Well I got the Amaze-N-Smoker in and decided I wanted to make my first bacon.  Got the belly at the local supermarket.  Paying Alaska pricing for it of course:)
	

		
			
		

		
	








Added the cure and pepper because I love CBP on anything and everything. Left for 10 days to cure.







Into the smoker we go with the AMS with maple dust.  Outdoors temp was around 23 degrees so it was a true cold smoke.  Was afraid it was too cold but decided to roll with it and see what happens.







After resting for a day, sliced thick because that is how I like it for sandwiches.







Probably not anywhere close to being my last bacon, it came out great!


----------



## scarbelly (Dec 22, 2010)

That is great looking bacon. Just out of curiosity what does store bought bacon cost per pound

Once you smoke your own it is hard to eat storebought if you have the option.

How much is porkbutt in your area - You can do the Buckboard too so dont forget that option


----------



## pineywoods (Dec 22, 2010)

Congrats it looks awesome


----------



## meateater (Dec 22, 2010)

That looks great, sliced thick is the way to go.
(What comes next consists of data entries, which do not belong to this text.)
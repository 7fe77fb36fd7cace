use chrono::{DateTime, Utc};
use serde::{Deserialize, Serialize};

/// Envelope used by every Helix endpoint.
#[derive(Debug, Deserialize)]
pub(crate) struct HelixResponse<T> {
    pub data: Vec<T>,
}

/// One live broadcast as reported by `GET /helix/streams`.
#[derive(Debug, Clone, PartialEq, Serialize, Deserialize)]
pub struct StreamInfo {
    /// Session id; stable for the whole broadcast.
    pub id: String,
    pub user_id: String,
    pub user_login: String,
    pub user_name: String,
    #[serde(default)]
    pub game_name: String,
    #[serde(default)]
    pub title: String,
    #[serde(default)]
    pub viewer_count: u64,
    pub started_at: DateTime<Utc>,
    #[serde(default)]
    pub thumbnail_url: String,
}

impl StreamInfo {
    /// Resolves the `{width}x{height}` placeholders of the preview template.
    pub fn thumbnail(&self, width: u32, height: u32) -> String {
        self.thumbnail_url
            .replace("{width}", &width.to_string())
            .replace("{height}", &height.to_string())
    }

    pub fn channel_url(&self) -> String {
        format!("https://twitch.tv/{}", self.user_login)
    }
}

#[derive(Debug, Clone, PartialEq, Serialize, Deserialize)]
pub struct TwitchUser {
    pub id: String,
    pub login: String,
    pub display_name: String,
    #[serde(default)]
    pub profile_image_url: String,
}

#[derive(Debug, Deserialize)]
pub(crate) struct AppAccessToken {
    pub access_token: String,
    pub expires_in: u64,
}

#[cfg(test)]
mod tests {
    use super::*;

    const STREAMS_BODY: &str = r#"{
        "data": [{
            "id": "40952121085",
            "user_id": "101051819",
            "user_login": "afro",
            "user_name": "Afro",
            "game_id": "32982",
            "game_name": "Grand Theft Auto V",
            "type": "live",
            "title": "Jacob: Digital Den Laptops & Routers | NoPixel | !MAINGEAR !FCF",
            "viewer_count": 1490,
            "started_at": "2021-03-10T03:18:11Z",
            "language": "en",
            "thumbnail_url": "https://static-cdn.jtvnw.net/previews-ttv/live_user_afro-{width}x{height}.jpg",
            "tag_ids": [],
            "is_mature": false
        }],
        "pagination": {}
    }"#;

    #[test]
    fn parses_helix_streams_response() {
        let response: HelixResponse<StreamInfo> = serde_json::from_str(STREAMS_BODY).unwrap();
        let stream = &response.data[0];

        assert_eq!(stream.id, "40952121085");
        assert_eq!(stream.user_name, "Afro");
        assert_eq!(stream.viewer_count, 1490);
        assert_eq!(
            stream.thumbnail(1280, 720),
            "https://static-cdn.jtvnw.net/previews-ttv/live_user_afro-1280x720.jpg"
        );
        assert_eq!(stream.channel_url(), "https://twitch.tv/afro");
    }

    #[test]
    fn offline_channel_has_empty_data() {
        let response: HelixResponse<StreamInfo> =
            serde_json::from_str(r#"{"data": [], "pagination": {}}"#).unwrap();
        assert!(response.data.is_empty());
    }

    #[test]
    fn parses_helix_users_response() {
        let body = r#"{"data": [{
            "id": "141981764",
            "login": "twitchdev",
            "display_name": "TwitchDev",
            "type": "",
            "broadcaster_type": "partner",
            "description": "Supporting third-party developers",
            "profile_image_url": "https://static-cdn.jtvnw.net/jtv_user_pictures/8a6381c7.png",
            "created_at": "2016-12-14T20:32:28Z"
        }]}"#;

        let response: HelixResponse<TwitchUser> = serde_json::from_str(body).unwrap();
        assert_eq!(response.data[0].login, "twitchdev");
        assert_eq!(response.data[0].display_name, "TwitchDev");
    }
}
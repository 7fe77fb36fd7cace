mod client;
mod errors;
mod models;

pub use client::StorageClient;
pub use errors::StoreError;
pub use models::{NotifiedRecord, Subscription, User};
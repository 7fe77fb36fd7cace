use url::Url;

const MAX_LOGIN_LEN: usize = 25;

/// Turns user input (`Foo`, `@foo`, `twitch.tv/foo`, `https://www.twitch.tv/foo/videos`)
/// into a lowercase Twitch login. Returns `None` if the result is not a valid
/// login.
pub fn normalize_channel_name(input: &str) -> Option<String> {
    let trimmed = input.trim();
    let candidate = if trimmed.contains("twitch.tv/") {
        login_from_url(trimmed)?
    } else {
        trimmed.trim_start_matches('@').to_string()
    };

    let login = candidate.to_lowercase();
    if is_valid_login(&login) {
        Some(login)
    } else {
        None
    }
}

fn login_from_url(input: &str) -> Option<String> {
    let with_scheme = if input.starts_with("http://") || input.starts_with("https://") {
        input.to_string()
    } else {
        format!("https://{}", input)
    };

    let url = Url::parse(&with_scheme).ok()?;
    let host = url.host_str()?;
    if host != "twitch.tv" && !host.ends_with(".twitch.tv") {
        return None;
    }

    url.path_segments()?
        .find(|segment| !segment.is_empty())
        .map(str::to_string)
}

pub fn is_valid_login(login: &str) -> bool {
    !login.is_empty()
        && login.len() <= MAX_LOGIN_LEN
        && login
            .chars()
            .all(|c| c.is_ascii_lowercase() || c.is_ascii_digit() || c == '_')
}

#[cfg(test)]
mod tests {
    use super::*;

    #[test]
    fn normalizes_plain_names() {
        assert_eq!(normalize_channel_name("Foo_Bar"), Some("foo_bar".to_string()));
        assert_eq!(normalize_channel_name("  @shroud "), Some("shroud".to_string()));
    }

    #[test]
    fn extracts_login_from_urls() {
        assert_eq!(normalize_channel_name("https://www.twitch.tv/Pokimane"), Some("pokimane".to_string()));
        assert_eq!(normalize_channel_name("twitch.tv/xqc/videos"), Some("xqc".to_string()));
        assert_eq!(normalize_channel_name("https://m.twitch.tv/ninja?ref=share"), Some("ninja".to_string()));
        assert_eq!(normalize_channel_name("https://example.com/twitch.tv/foo"), None);
    }

    #[test]
    fn rejects_invalid_logins() {
        assert_eq!(normalize_channel_name(""), None);
        assert_eq!(normalize_channel_name("@"), None);
        assert_eq!(normalize_channel_name("has space"), None);
        assert_eq!(normalize_channel_name("dash-name"), None);
        assert_eq!(normalize_channel_name(&"a".repeat(26)), None);
        assert_eq!(normalize_channel_name("кириллица"), None);
    }
}
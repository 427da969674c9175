use ruint::aliases::U256;
use std::fmt;
use tracing::{debug, instrument};

use super::{reverted_with, Client, Name, RAINBOW_ENTRY_NOT_FOUND};
use crate::{namehash::decode_signals, types::Result};

/// A name hash bound to a [`Client`], typically one whose name is not known yet.
#[derive(Clone, Copy)]
pub struct Hash<'a> {
	client: &'a Client,
	hash: U256,
}

impl<'a> Hash<'a> {
	pub(super) const fn new(client: &'a Client, hash: U256) -> Self {
		Self { client, hash }
	}

	pub const fn value(&self) -> U256 {
		self.hash
	}

	/// Recovers the name from its revealed preimage, `None` if it was never revealed.
	///
	/// # Errors
	///
	/// Errors if the rainbow table call fails or the revealed signals are malformed.
	#[instrument(skip(self), fields(hash = %self.hash), err)]
	pub async fn lookup(&self) -> Result<Option<Name<'a>>> {
		let rainbow_table = &self.client.contracts().rainbow_table;
		let signals = match self
			.client
			.call("rainbow_table", || rainbow_table.lookup(self.hash))
			.await
		{
			Ok(signals) => signals,
			Err(e) if reverted_with(&e, RAINBOW_ENTRY_NOT_FOUND) => {
				debug!("preimage not revealed");
				return Ok(None);
			},
			Err(e) => return Err(e.into()),
		};

		let name = decode_signals(&signals)?;
		Ok(Some(Name::revealed(self.client, name)))
	}
}

impl PartialEq for Hash<'_> {
	fn eq(&self, other: &Self) -> bool {
		self.hash == other.hash
	}
}

impl fmt::Display for Hash<'_> {
	fn fmt(&self, f: &mut fmt::Formatter<'_>) -> fmt::Result {
		write!(f, "{}", self.hash)
	}
}

impl fmt::Debug for Hash<'_> {
	fn fmt(&self, f: &mut fmt::Formatter<'_>) -> fmt::Result {
		f.debug_tuple("Hash").field(&self.hash).finish()
	}
}
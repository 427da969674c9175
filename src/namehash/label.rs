use ruint::aliases::U256;

use super::bits::{bits_to_integer, integer_to_bits};
use crate::types::{Error, Result};

/// Bytes a single label is padded to.
pub const LABEL_LEN: usize = 62;
/// Bytes carried by one preimage signal.
pub const HALF_LEN: usize = LABEL_LEN / 2;
/// Width of one preimage signal.
pub const SIGNAL_BITS: usize = HALF_LEN * 8;

/// The two preimage signals encoding one label.
#[derive(Debug, Clone, Copy, PartialEq, Eq, Hash)]
pub struct SignalPair {
	/// Bytes `0..31` of the padded label.
	pub low: U256,
	/// Bytes `31..62` of the padded label.
	pub high: U256,
}

impl SignalPair {
	pub const fn to_array(self) -> [U256; 2] {
		[self.low, self.high]
	}
}

/// Bytes of a label, one per character.
///
/// Only characters up to U+00FF have a single-byte form, so a label is
/// limited to Latin-1.
///
/// # Errors
///
/// Errors with [`Error::InvalidLabelLength`] if the label has more than
/// [`LABEL_LEN`] characters or a character above U+00FF.
pub fn encode_label(label: &str) -> Result<Vec<u8>> {
	let invalid = || Error::InvalidLabelLength {
		label: label.to_string(),
		len: label.chars().count(),
		max: LABEL_LEN,
	};

	let bytes = label
		.chars()
		.map(|c| u8::try_from(u32::from(c)))
		.collect::<Result<Vec<_>, _>>()
		.map_err(|_| invalid())?;
	if bytes.len() > LABEL_LEN {
		return Err(invalid());
	}

	Ok(bytes)
}

/// Packs a label into its preimage signals.
///
/// The label's bytes (see [`encode_label`]) are zero-padded at the end to
/// [`LABEL_LEN`] and split in two halves. Each half becomes one integer whose
/// least significant byte is the first byte of the half.
///
/// The empty label packs to `(0, 0)`.
///
/// # Errors
///
/// Errors with [`Error::InvalidLabelLength`] if the label cannot be encoded.
pub fn pack_label(label: &str) -> Result<SignalPair> {
	let bytes = encode_label(label)?;

	let mut padded = [0u8; LABEL_LEN];
	padded[..bytes.len()].copy_from_slice(&bytes);
	let (low, high) = padded.split_at(HALF_LEN);

	Ok(SignalPair {
		low: pack_half(low)?,
		high: pack_half(high)?,
	})
}

fn pack_half(half: &[u8]) -> Result<U256> {
	let mut bits = String::with_capacity(SIGNAL_BITS);
	for byte in half.iter().rev() {
		bits.push_str(&integer_to_bits(U256::from(*byte), 8)?);
	}

	bits_to_integer(&bits)
}
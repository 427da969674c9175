use ruint::aliases::U256;
use serde_json::Value;
use std::fmt;

use super::error::Error;

/// Key passed to [`crate::Name::resolve`].
///
/// Integers address the standard record catalog, strings address custom
/// records set by the name owner.
#[derive(Debug, Clone, PartialEq, Eq)]
pub enum RecordKey {
	Standard(U256),
	Custom(String),
}

impl fmt::Display for RecordKey {
	fn fmt(&self, f: &mut fmt::Formatter<'_>) -> fmt::Result {
		match self {
			Self::Standard(key) => write!(f, "standard:{key}"),
			Self::Custom(key) => write!(f, "custom:{key}"),
		}
	}
}

impl From<u64> for RecordKey {
	fn from(key: u64) -> Self {
		Self::Standard(U256::from(key))
	}
}

impl From<U256> for RecordKey {
	fn from(key: U256) -> Self {
		Self::Standard(key)
	}
}

impl From<&str> for RecordKey {
	fn from(key: &str) -> Self {
		Self::Custom(key.to_string())
	}
}

impl From<String> for RecordKey {
	fn from(key: String) -> Self {
		Self::Custom(key)
	}
}

impl TryFrom<Value> for RecordKey {
	type Error = Error;

	fn try_from(value: Value) -> Result<Self, Self::Error> {
		match value {
			Value::String(key) => Ok(Self::Custom(key)),
			Value::Number(ref n) => n
				.as_u64()
				.map(Self::from)
				.ok_or_else(|| Error::InvalidResolutionKeyType(format!("number {n}"))),
			Value::Null => Err(Error::InvalidResolutionKeyType("null".to_string())),
			Value::Bool(_) => Err(Error::InvalidResolutionKeyType("boolean".to_string())),
			Value::Array(_) => Err(Error::InvalidResolutionKeyType("array".to_string())),
			Value::Object(_) => Err(Error::InvalidResolutionKeyType("object".to_string())),
		}
	}
}
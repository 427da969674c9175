use once_cell::sync::Lazy;
use serde::Deserialize;
use std::{collections::HashMap, fs, path::Path};

use crate::types::{Error, Result};

static STANDARD: Lazy<Records> = Lazy::new(|| {
	Records::from_json(include_str!("standard.json")).expect("embedded record catalog is valid")
});

/// A standard record, resolved with an integer key.
#[derive(Debug, Clone, PartialEq, Eq, Deserialize)]
pub struct Record {
	pub key: u64,
	/// Identifier used to look the key up, e.g. `EVM`.
	pub name: String,
	/// Human readable description.
	#[serde(default)]
	pub label: String,
}

#[derive(Debug, Deserialize)]
struct Catalog {
	records: Vec<Record>,
}

/// Catalog of standard record keys.
#[derive(Debug, Clone)]
pub struct Records {
	records: Vec<Record>,
	by_name: HashMap<String, usize>,
}

impl Records {
	/// The catalog bundled with the crate.
	pub fn standard() -> Self {
		STANDARD.clone()
	}

	/// Parses a catalog of the form `{"records": [{"key": 3, "name": "EVM"}, ...]}`.
	///
	/// # Errors
	///
	/// Errors if the document is not a valid catalog.
	pub fn from_json(json: &str) -> Result<Self, serde_json::Error> {
		let catalog: Catalog = serde_json::from_str(json)?;
		let by_name = catalog
			.records
			.iter()
			.enumerate()
			.map(|(i, record)| (record.name.clone(), i))
			.collect();

		Ok(Self {
			records: catalog.records,
			by_name,
		})
	}

	/// # Errors
	///
	/// Errors if the file cannot be read or is not a valid catalog.
	pub fn from_file(path: impl AsRef<Path>) -> anyhow::Result<Self> {
		let path = path.as_ref();
		let json = fs::read_to_string(path)?;

		Ok(Self::from_json(&json)?)
	}

	/// Key of the standard record called `name`.
	///
	/// # Errors
	///
	/// Errors with [`Error::UnknownRecord`] if the catalog has no such record.
	pub fn key(&self, name: &str) -> Result<u64> {
		self.get(name)
			.map(|record| record.key)
			.ok_or_else(|| Error::UnknownRecord(name.to_string()))
	}

	pub fn get(&self, name: &str) -> Option<&Record> {
		self.by_name.get(name).map(|&i| &self.records[i])
	}

	/// Reverse of [`Records::key`]: the record registered under `key`.
	pub fn name(&self, key: u64) -> Option<&Record> {
		self.records.iter().find(|record| record.key == key)
	}

	pub fn iter(&self) -> impl Iterator<Item = &Record> {
		self.records.iter()
	}
}
use ruint::aliases::U256;

use super::{
	bits::{bits_to_integer, integer_to_bits},
	label::SIGNAL_BITS,
};
use crate::types::{Error, Result};

/// Reconstructs a dotted name from revealed preimage signals.
///
/// Signals come in chain order, i.e. the pair for the top-level label first.
/// Each byte is the character with that code point (U+0000 to U+00FF). Zero
/// bytes are skipped wherever they appear, so a label containing a NUL byte
/// does not survive the round trip.
///
/// Each signal of a pair is bit-reversed on its own rather than reversing the
/// pair as one 496-bit string, which would swap the halves of labels longer
/// than 31 characters and break the round trip with [`super::pack_label`].
///
/// # Errors
///
/// Errors with [`Error::MalformedSignalSequence`] if the sequence has odd length
/// or a signal is wider than 248 bits.
pub fn decode_signals(signals: &[U256]) -> Result<String> {
	if signals.len() % 2 != 0 {
		return Err(Error::MalformedSignalSequence(format!(
			"expected an even number of signals, got {}",
			signals.len()
		)));
	}

	let mut labels = signals
		.chunks_exact(2)
		.map(|pair| decode_label(pair[0], pair[1]))
		.collect::<Result<Vec<_>>>()?;
	labels.reverse();

	Ok(labels.join("."))
}

fn decode_label(low: U256, high: U256) -> Result<String> {
	let mut bytes = decode_half(low)?;
	bytes.extend(decode_half(high)?);

	Ok(bytes.into_iter().map(char::from).collect())
}

/// Non-zero bytes of one signal, first byte of the label half first.
fn decode_half(signal: U256) -> Result<Vec<u8>> {
	let bits = integer_to_bits(signal, SIGNAL_BITS).map_err(|_| {
		Error::MalformedSignalSequence(format!("signal {signal} is wider than {SIGNAL_BITS} bits"))
	})?;

	let mut bytes = Vec::with_capacity(SIGNAL_BITS / 8);
	for chunk in bits.as_bytes().chunks(8) {
		let byte = std::str::from_utf8(chunk)
			.map_err(|e| Error::MalformedSignalSequence(e.to_string()))
			.and_then(bits_to_integer)?;
		if byte != U256::ZERO {
			bytes.push(byte.to::<u8>());
		}
	}
	bytes.reverse();

	Ok(bytes)
}
//! The name hash scheme.
//!
//! A label is packed into two 248-bit preimage signals, and a dotted name is
//! hashed by folding its labels through a 3-input hash, top-level label first.
//! Revealed signals decode back into the name.

pub mod bits;
mod chain;
mod decode;
mod label;

pub use chain::{fold_labels, fold_name};
pub use decode::decode_signals;
pub use label::{encode_label, pack_label, SignalPair, HALF_LEN, LABEL_LEN, SIGNAL_BITS};
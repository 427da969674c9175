#![allow(clippy::module_name_repetitions)]

use crate::contracts::CollaboratorError;

pub type Result<T, E = Error> = std::result::Result<T, E>;

#[derive(Debug, thiserror::Error)]
pub enum Error {
	/// A label does not fit in the 62 single-byte characters a signal pair can carry.
	#[error("label {label:?} does not pack into {max} Latin-1 characters ({len} characters)")]
	InvalidLabelLength { label: String, len: usize, max: usize },

	#[error("malformed signal sequence: {0}")]
	MalformedSignalSequence(String),

	#[error("resolution key must be a string or an integer, got {0}")]
	InvalidResolutionKeyType(String),

	#[error("integer needs {bits} bits and does not fit in {width}")]
	IntegerTooWide { bits: usize, width: usize },

	#[error("invalid bit string: {0}")]
	InvalidBitString(String),

	#[error("invalid name {name:?}: {reason}")]
	InvalidName { name: String, reason: &'static str },

	#[error("resolver not set")]
	ResolverNotSet,

	#[error("domain expired at {expiry}")]
	DomainExpired { expiry: i64 },

	#[error("reverse resolution is not supported for record key {0}")]
	ReverseResolutionNotSupported(u64),

	#[error("unknown standard record {0:?}")]
	UnknownRecord(String),

	#[error(transparent)]
	Collaborator(#[from] CollaboratorError),
}

impl Error {
	/// Whether the failure came from deterministic local input and would fail
	/// again on retry.
	pub const fn is_local(&self) -> bool {
		!matches!(self, Self::Collaborator(_))
	}
}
You'll never go back to store bought even if they gave it away.


----------



## chefrob (Dec 22, 2010)

$5/lb....
	

	
	
		
		



		
		
	


	





.............but i agree with what everyone else said and like gary said, butts for buckboard make great bacon!  btw - yours looks nice too!


----------



## walle (Dec 23, 2010)

Great looking bacon Sitka!


----------



## rw willy (Dec 23, 2010)

Very nice.  Congrats on the cold smoke


----------



## bamaboy (Dec 23, 2010)

Very nice,thats been on my evergrowing to-do list for a while now.congrats


----------



## mballi3011 (Dec 23, 2010)

Yes your bacon looks fabulous and I know it won't be the last that you make. I made some about  2 years ago and we haven't bought any bacon since. Well except thin bacon for fatties and stuff like that. Now it's some of the best BLT's that we have ever had too.


----------



## fpnmf (Dec 23, 2010)

Stop now. Save yourself.

After making bacon 3 times we are hopelessly addicted.

My freezer has 15 pounds of frozen bacon,10 pounds of sausage, and we are already planning the next buy.

Oh yeah..going to make tasso next.

Isn't there a 12 step goup for this?

" Hi my name is Craig and I smoke meat"


----------